Прошел год, и наступила пора ратификации в Пекине достигнутых соглашений. Младший брат лорда Эльджина Фредерик Брюс в июне 1859 года отправился в столицу Поднебесной в сопровождении британских войск и небольшого французского отряда. (Французы в это время были заняты борьбой за колонизацию Индокитая.) Император Сяньфэн творил всевозможные препятствия, стараясь сорвать миссию Брюса и его коллег. Он потребовал, чтобы суда с послами пришвартовали в прибрежном городке, откуда им предписывалось «отправиться в Пекин с сопровождением не больше 10 человек без оружия… не брать с собой каких-либо паланкинов или участников процессии. и покинуть Пекин сразу после завершения процедуры ратификации». Паланкины считались престижными средствами передвижения. На выбор западным посланникам предлагалось воспользоваться одноместными, запряженными мулом колесницами, настолько неудобными на ухабистых сельских дорогах, что поездка на них превращалась в мучение. Брюс отказался угождать императору, более того, наперекор ему предпринял штурм фортов Дагу. К собственному изумлению, штурм китайцы отбили: за год им удалось значительно укрепить эти форты. Вера в свои силы императора укрепилась как никогда, и он незамедлительно распорядился об отмене всех договоров с европейцами.
Однако через год, то есть в 1860 году, европейские союзники вернулись с гораздо более крупной армией, возглавляемой лордом Эльджином, назначенным британским чрезвычайным послом, и французским послом бароном Гросом. Они сначала прибыли в Гонконг, потом в Шанхай, а затем морем пошли на север. С учетом отряда кантонских носильщиков они располагали войском в составе 20 тысяч морских пехотинцев. Армии союзников удалось захватить форты Дагу, причем обе стороны понесли тяжелые потери. Подполковник Г.Д. Вулзли оставил такой отзыв: «Англичане никогда раньше не открывали кампании, располагая такой прекрасно организованной и всесторонне подготовленной военной силой». В отличие от англичан китайские подразделения состояли из «кое-как одетых и плохо вооруженных солдат, на скверных конях; одни вышли на бой с луками и пиками, другие с ржавыми старинными кремневыми ружьями». Европейцы сразу же заметили нежелание китайцев участвовать в войне. «Если бы китайцы располагали планом кампании, подобным тому, в соответствии с которым Веллингтон смог успешно отстоять Португалию в 1809 году или который русские в 1812 году применили при обороне Москвы, мы не дошли бы до Пекина [Бэйдзина] в 1860-м. Они только разоряли свою страну, жгли неубранный урожай, угоняли весь скот и приводили в негодность лодки вдоль берегов реки Байхэ, чтобы полностью сорвать наши планы…» Вулзли к тому же обратил внимание на то, что, когда он высадился на берег, «местные жители проявляли предельную любезность и охотно предоставляли всю информацию, которой обладали». Он отметил, что «китайцы явно ненавидели всех монголо-татарских солдат [обороняющуюся армию составляли монголы], которых они называли представителями ужасного народа, говорящего на незнакомом языке, питающегося в основном непрожаренной бараниной»; и. «смердящих хуже вас (англичан)…» Этот подполковник добавляет: «Весьма утешительное для наших национальных чувств обобщение, особенно притом, что Джон Булл склонен считать себя самым чистоплотным представителем человечества…»

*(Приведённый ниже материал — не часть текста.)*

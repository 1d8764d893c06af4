// SPDX-License-Identifier: Apache-2.0
// Copyright 2025 Ankit Kumar Pandey

//! Prometheus metrics for the tick engine.
//!
//! Label lookups happen when an endpoint is registered with the observer; the
//! tick path only increments pre-resolved counters.

use lazy_static::lazy_static;
use prometheus::{
    register_int_counter_vec, register_int_gauge_vec, IntCounter, IntCounterVec, IntGauge,
    IntGaugeVec,
};
use tokio::io::AsyncWriteExt;
use tokio::net::TcpListener;
use vcable_core::types::MAX_ENDPOINTS;
use vcable_core::{EndpointIndex, SkipReason, TickObserver};

lazy_static! {
    pub static ref TICKS_COMMITTED: IntCounterVec = register_int_counter_vec!(
        "vcable_ticks_committed_total",
        "Ticks that advanced the endpoint position",
        &["endpoint"]
    )
    .unwrap();
    pub static ref TICKS_DISCARDED: IntCounterVec = register_int_counter_vec!(
        "vcable_ticks_discarded_total",
        "Ticks discarded because the generation changed during the transfer",
        &["endpoint"]
    )
    .unwrap();
    pub static ref TICKS_SKIPPED: IntCounterVec = register_int_counter_vec!(
        "vcable_ticks_skipped_total",
        "Ticks skipped for an inactive endpoint or an out-of-bounds window",
        &["endpoint", "reason"]
    )
    .unwrap();
    pub static ref NOTIFICATIONS: IntCounterVec = register_int_counter_vec!(
        "vcable_notifications_total",
        "Notification handles signalled by the tick engine",
        &["endpoint"]
    )
    .unwrap();
    pub static ref RING_POSITION: IntGaugeVec = register_int_gauge_vec!(
        "vcable_ring_position_bytes",
        "Last committed ring position",
        &["endpoint"]
    )
    .unwrap();
}

struct EndpointCounters {
    committed: IntCounter,
    discarded: IntCounter,
    skipped_inactive: IntCounter,
    skipped_bounds: IntCounter,
    notifications: IntCounter,
    position: IntGauge,
}

/// Tick observer that feeds the Prometheus counters.
pub struct MetricsObserver {
    endpoints: Vec<Option<EndpointCounters>>,
}

impl MetricsObserver {
    pub fn new() -> Self {
        let mut endpoints = Vec::with_capacity(MAX_ENDPOINTS);
        endpoints.resize_with(MAX_ENDPOINTS, || None);
        Self { endpoints }
    }

    /// Resolve the label set for an endpoint. Call before it is ticked.
    pub fn register(&mut self, index: EndpointIndex, name: &str) {
        self.endpoints[index.as_usize()] = Some(EndpointCounters {
            committed: TICKS_COMMITTED.with_label_values(&[name]),
            discarded: TICKS_DISCARDED.with_label_values(&[name]),
            skipped_inactive: TICKS_SKIPPED.with_label_values(&[name, "inactive"]),
            skipped_bounds: TICKS_SKIPPED.with_label_values(&[name, "out_of_bounds"]),
            notifications: NOTIFICATIONS.with_label_values(&[name]),
            position: RING_POSITION.with_label_values(&[name]),
        });
    }

    fn counters(&self, index: EndpointIndex) -> Option<&EndpointCounters> {
        self.endpoints.get(index.as_usize()).and_then(Option::as_ref)
    }
}

impl Default for MetricsObserver {
    fn default() -> Self {
        Self::new()
    }
}

impl TickObserver for MetricsObserver {
    fn on_committed(&mut self, endpoint: EndpointIndex, position: u32) {
        if let Some(c) = self.counters(endpoint) {
            c.committed.inc();
            c.position.set(position as i64);
        }
    }

    fn on_discarded(&mut self, endpoint: EndpointIndex) {
        if let Some(c) = self.counters(endpoint) {
            c.discarded.inc();
        }
    }

    fn on_skipped(&mut self, endpoint: EndpointIndex, reason: SkipReason) {
        if let Some(c) = self.counters(endpoint) {
            match reason {
                SkipReason::Inactive => c.skipped_inactive.inc(),
                SkipReason::OutOfBounds => c.skipped_bounds.inc(),
            }
        }
    }

    fn on_notified(&mut self, endpoint: EndpointIndex) {
        if let Some(c) = self.counters(endpoint) {
            c.notifications.inc();
        }
    }
}

/// Start the metrics server in a background task.
pub fn start_metrics_server(port: u16) {
    // Force initialization of metrics
    lazy_static::initialize(&TICKS_COMMITTED);
    lazy_static::initialize(&TICKS_DISCARDED);
    lazy_static::initialize(&TICKS_SKIPPED);
    lazy_static::initialize(&NOTIFICATIONS);
    lazy_static::initialize(&RING_POSITION);

    tokio::spawn(async move {
        let addr = format!("0.0.0.0:{}", port);
        match TcpListener::bind(&addr).await {
            Ok(listener) => {
                tracing::info!("Metrics server starting on {}", addr);
                loop {
                    if let Ok((mut socket, _)) = listener.accept().await {
                        tokio::spawn(async move {
                            let body = metrics_handler();
                            let response = format!(
                                "HTTP/1.0 200 OK\r\nConnection: close\r\nContent-Length: {}\r\nContent-Type: text/plain\r\n\r\n{}",
                                body.len(),
                                body
                            );
                            let _ = socket.write_all(response.as_bytes()).await;
                            let _ = socket.flush().await;
                        });
                    }
                }
            }
            Err(e) => {
                tracing::error!("Failed to bind metrics server: {}", e);
            }
        }
    });
}

fn metrics_handler() -> String {
    use prometheus::Encoder;
    let encoder = prometheus::TextEncoder::new();

    let mut buffer = Vec::new();
    if let Err(e) = encoder.encode(&prometheus::gather(), &mut buffer) {
        tracing::error!("Failed to encode metrics: {}", e);
    }

    String::from_utf8(buffer).unwrap_or_else(|_| String::from("Encoding error"))
}
impl std::fmt::Debug for Session {
    fn fmt(&self, f: &mut std::fmt::Formatter<'_>) -> std::fmt::Result {
        f.debug_struct("Session")
            .field("id", &self.id)
            .field("owner", &self.owner)
            .field("options", &self.options)
            .finish_non_exhaustive()
    }
}

/// An endpoint waiting for the host's confirmation.
///
/// Creation cannot be cancelled once the host has it. Dropping this handle
/// (or a [`PendingEndpoint::confirmed`] future) only gives up the wait: the
/// endpoint stays Pending until the host answers and is then torn down,
/// unregistering the device if the host had confirmed it.
#[derive(Debug)]
pub struct PendingEndpoint {
    session: Arc<Session>,
    index: EndpointIndex,
    rx: Option<oneshot::Receiver<Result<(), HostError>>>,
}

impl PendingEndpoint {
    pub fn index(&self) -> EndpointIndex {
        self.index
    }

    /// Wait for the host. On success the endpoint is Active.
    pub async fn confirmed(mut self) -> CableResult<EndpointIndex> {
        let result = match self.rx.as_mut() {
            Some(rx) => rx.await.unwrap_or(Err(HostError::Abandoned)),
            None => Err(HostError::Abandoned),
        };
        self.rx = None;
        self.session.finish_creation(self.index, result, true)
    }
}

impl Drop for PendingEndpoint {
    fn drop(&mut self) {
        if let Some(mut rx) = self.rx.take() {
            // After close() a result is either already here or goes back to
            // the session through the completion.
            rx.close();
            if let Ok(result) = rx.try_recv() {
                let _ = self.session.finish_creation(self.index, result, false);
            }
        }
    }
}
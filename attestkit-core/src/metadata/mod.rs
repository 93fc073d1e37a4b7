//! FIDO Metadata Service (MDS3) support.
//!
//! - `blob`: the BLOB JWS and its payload
//! - `provider`: sources of the current BLOB
//! - `repository`: trust anchors keyed by AAGUID / key identifier
//! - `loader`: HTTP download of BLOBs (requires the `network` feature)

mod blob;
#[cfg(feature = "network")]
mod loader;
mod provider;
mod repository;

pub use blob::{
    AuthenticatorStatus, MetadataBlob, MetadataBlobFactory, MetadataBlobPayload,
    MetadataBlobPayloadEntry, MetadataStatement, StatusReport, Version,
};
#[cfg(feature = "network")]
pub use loader::{
    Endpoints, MetadataLoader, MetadataLoaderConfig, DEFAULT_BLOB_URL,
    DEFAULT_CONFORMANCE_ROOT_CERTIFICATE_URL, DEFAULT_ENDPOINTS_URL,
};
pub use provider::{MetadataBlobProvider, StaticMetadataBlobProvider};
pub use repository::MetadataBlobTrustAnchorRepository;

На самом деле совершенно справедливо считать, что эта война была делом престола, а не среднестатистического подданного империи. Императора от простого народа отделяла непреодолимая сословная дистанция. Даже среднего чиновника эта война особенно не волновала. И удивляться не стоит, так как политика режима состояла в том, чтобы отлучить от участия в политике даже просвещенный класс, то есть образованное население. Таким образом, преодолевая все незначительные препятствия, союзники приближались к Пекину. Теперь они не просто настаивали на ратификации соглашений, заключенных два года назад, но и добавили новые требования, в том числе открытие Тяньцзиня в качестве дополнительного торгового порта и уплату военной контрибуции. Император Сяньфэн вне себя от ярости прибегнул к унизительной злой иронии и оскорблениям, когда проводил совещание по приему требований союзников, лишь бы те убирались восвояси. Для того чтобы заставить свою армию воевать, он предложил щедрое вознаграждение: «50 лянов серебром за каждую черноволосую голову варвара», то есть индуса из британского экспедиционного корпуса, и «100 лянов за светловолосую голову варвара…».